Review: ‘Midnight Cigarette’ at Wolf Pack Theatre Company

Onto a landscape of food stamps, broken dreams, and Walmarts, director and playwright William Dean Leary has created an indelible portrait of life in rural America. Leary’s Midnight Cigarette, now in performance at the Greenbelt Arts Center through September 24, is an ode to the forsaken working class and a dramatic jewel.

The play takes its time to unfold. In the 40-plus-minute opening scene, we saw the histories of two lovers, a young widow, Christine, and her beau, Garth, as they frolic and talk in Christine’s bedroom. Christine’s past life is a study in family dysfunction: mom was an alcoholic, dad a miser. Christine is a woman tortured by the memory of her late husband, Jack. Garth has emotional ghosts of his own, which prove to be detrimental to Christine as the play progresses. As played by Kathy Ohlhaber and Matt Baughman, Christine and Garth are two fully-realized everyday people.
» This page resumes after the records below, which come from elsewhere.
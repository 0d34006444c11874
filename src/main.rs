//! medicion
//!
//! Command-line front end for the RF/telecom unit converter.

use std::io::{self, BufRead, Write};
use std::path::PathBuf;

use clap::{Parser, Subcommand};
use tracing_subscriber::EnvFilter;

use medicion::build_info;
use medicion::config::Config;
use medicion::session::Session;
use medicion::tools;
use medicion::units::Unit;

#[derive(Parser)]
#[command(name = "medicion")]
#[command(version, about = "Convert between power, rate, voltage, frequency and gain units", long_about = None)]
struct Cli {
    /// Config file (TOML); defaults to $MEDICION_CONFIG
    #[arg(short, long, global = true)]
    config: Option<PathBuf>,

    #[command(subcommand)]
    command: Commands,
}

#[derive(Subcommand)]
enum Commands {
    /// Convert a value between two units
    Convert {
        /// Value to convert
        #[arg(allow_negative_numbers = true)]
        value: f64,

        /// Source unit (e.g. "dbm", "Watts")
        from: String,

        /// Target unit
        to: String,

        /// Maximum fractional digits in the result
        #[arg(short, long)]
        decimals: Option<usize>,

        /// Allow conversion between units of different categories
        #[arg(long)]
        allow_cross_category: bool,

        /// Print the full response as JSON
        #[arg(long)]
        json: bool,
    },

    /// List the supported units
    Units {
        /// Only list units of this category (e.g. "power", "frequency")
        #[arg(short = 't', long)]
        category: Option<String>,

        /// Print the list as JSON
        #[arg(long)]
        json: bool,
    },

    /// Read values and commands from stdin, keeping a conversion history
    Interactive,
}

fn main() {
    let cli = Cli::parse();

    if let Err(e) = run(cli) {
        eprintln!("Error: {}", e);
        std::process::exit(1);
    }
}

fn run(cli: Cli) -> Result<(), Box<dyn std::error::Error>> {
    // Logs go to stderr so results on stdout stay pipeable
    tracing_subscriber::fmt()
        .with_env_filter(EnvFilter::from_default_env().add_directive("medicion=info".parse()?))
        .with_writer(io::stderr)
        .init();

    let config = Config::load(cli.config.as_deref())?;

    match cli.command {
        Commands::Convert {
            value,
            from,
            to,
            decimals,
            allow_cross_category,
            json,
        } => {
            let decimals = decimals.unwrap_or(config.decimal_places);
            let strict = config.strict_categories && !allow_cross_category;
            let response = tools::convert::convert_value(value, &from, &to, decimals, strict)?;
            if json {
                println!("{}", serde_json::to_string_pretty(&response)?);
            } else {
                println!("{}", response.display);
            }
        }
        Commands::Units { category, json } => {
            let response = tools::units::list_units(category.as_deref())?;
            if json {
                println!("{}", serde_json::to_string_pretty(&response)?);
            } else {
                for unit in &response.units {
                    println!(
                        "{:<12} {:<11} {:<12} {}",
                        unit.name, unit.label, unit.category, unit.scale
                    );
                }
            }
        }
        Commands::Interactive => {
            build_info::print_startup_banner();
            let stdin = io::stdin();
            let stdout = io::stdout();
            run_interactive(&config, stdin.lock(), stdout.lock())?;
        }
    }

    Ok(())
}

/// Line-oriented session: numbers set the input, words are commands
fn run_interactive<R: BufRead, W: Write>(
    config: &Config,
    input: R,
    mut out: W,
) -> io::Result<()> {
    let mut session = Session::new(config);
    writeln!(
        out,
        "from {} to {} (type 'help' for commands)",
        session.from_unit(),
        session.to_unit()
    )?;

    for line in input.lines() {
        let line = line?;
        let mut words = line.split_whitespace();
        let command = words.next().unwrap_or("convert");
        let arg = words.next();

        match (command, arg) {
            ("quit", _) | ("exit", _) => break,
            ("help", _) => {
                writeln!(out, "<number>       set the input value")?;
                writeln!(out, "from <unit>    select the input unit")?;
                writeln!(out, "to <unit>      select the output unit")?;
                writeln!(out, "decimals <n>   set fractional digits")?;
                writeln!(out, "convert        convert the input (or press enter)")?;
                writeln!(out, "history        show past conversions")?;
                writeln!(out, "clear          clear input and result")?;
                writeln!(out, "quit")?;
            }
            ("from", Some(name)) | ("to", Some(name)) => match Unit::from_str(name) {
                Some(unit) => {
                    if command == "from" {
                        session.set_from(unit);
                    } else {
                        session.set_to(unit);
                    }
                    writeln!(out, "from {} to {}", session.from_unit(), session.to_unit())?;
                }
                None => writeln!(out, "Unknown unit: {}", name)?,
            },
            ("from", None) | ("to", None) | ("decimals", None) => {
                writeln!(out, "'{}' needs an argument", command)?
            }
            ("decimals", Some(n)) => match n.parse() {
                Ok(places) => session.set_decimal_places(places),
                Err(_) => writeln!(out, "Invalid number of decimals: {}", n)?,
            },
            ("history", _) => {
                for entry in session.history() {
                    writeln!(out, "{}", entry.line)?;
                }
            }
            ("clear", _) => session.clear(),
            ("convert", _) => convert_and_report(&mut session, &mut out)?,
            (value, None) => {
                session.set_input(value);
                convert_and_report(&mut session, &mut out)?;
            }
            (other, Some(_)) => writeln!(out, "Unknown command: {}", other)?,
        }
    }

    Ok(())
}

/// Convert the session input and print the result line
fn convert_and_report<W: Write>(session: &mut Session, out: &mut W) -> io::Result<()> {
    match session.convert() {
        Ok(entry) => tracing::debug!("recorded: {}", entry.line),
        // The session output line already carries the failure
        Err(e) => tracing::debug!("conversion failed: {}", e),
    }
    writeln!(out, "Result: {}", session.output())
}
Elizabeth Weiss, Dwayne Allen, Brigid Lally, John Osborn, Kathy Ohlhaber in Midnight Cigarette. Photograph by Wolf Pack Theatre Company

Midnight Cigarette paraded a series of imperfect characters onto its stage, covered in psychological warts. As Leary put it, “The lives portrayed onstage are very much like those I knew growing up, and I wanted to give an accurate portrayal of my own memories… I don’t believe in painting over language, situations, or striving for political correctness when to do so would be a disservice to the audience.” (The show features some rough language and nudity.)

The characters brought to life the same kind of people written about in author J.D. Vance’s Hillbilly Elegy: A Memoir of a Family and Culture in Crisis. One of the most interesting characters to watch was oversexed, Trump-supporting, mouthy Pam, who believed unsavory things about former President Obama and “moose people” aka Muslims. Elizabeth A. Weiss imbued Pam with the personality of an immature man-stealer looking for a way to escape her small town.

Dwayne Allen played Christine’s country music star brother with a mixture of big-man-on-campus assuredness and angst. His reactions to his sister’s unsavory lifestyle produced some of the finest moments in the show.

Leary-regular Susan L. Smithers brought wisdom and compassion to her role as bar owner Brenda. Brigid Lally portrayed wannabe country singer Tanya, and John Osborn played the bearded barfly Conway. Ultimately Ohlhaber and Baughman, in their tour-de-force argument scene in Pam’s bar, proved to produce the pinnacle of performance in the show.

This was easily Leary’s best directing effort yet. The performances and energy were perfect throughout. The cues were not only picked up, but seamless to a point of creating genuine-sounding dialog. I loved the stage business of Brenda and Tanya shelling peas at a table. I adored Leary’s set design, which included a wall of bar memorabilia, including a ram’s head skull, myriad liquor bottles, and whimsical bar signs. Leary-regulars Dannielle Beitzell, who designed costumes, and Stephen Beitzell, who ran light and sound, were excellent. I liked the original songs of playwright Stephen Geddes, whose Memories & Legends Leary directed last year. Despite its length – the first act is one hour and 50 minutes alone – Midnight Cigarette is a stage gem which is deserving of any awards it picks up.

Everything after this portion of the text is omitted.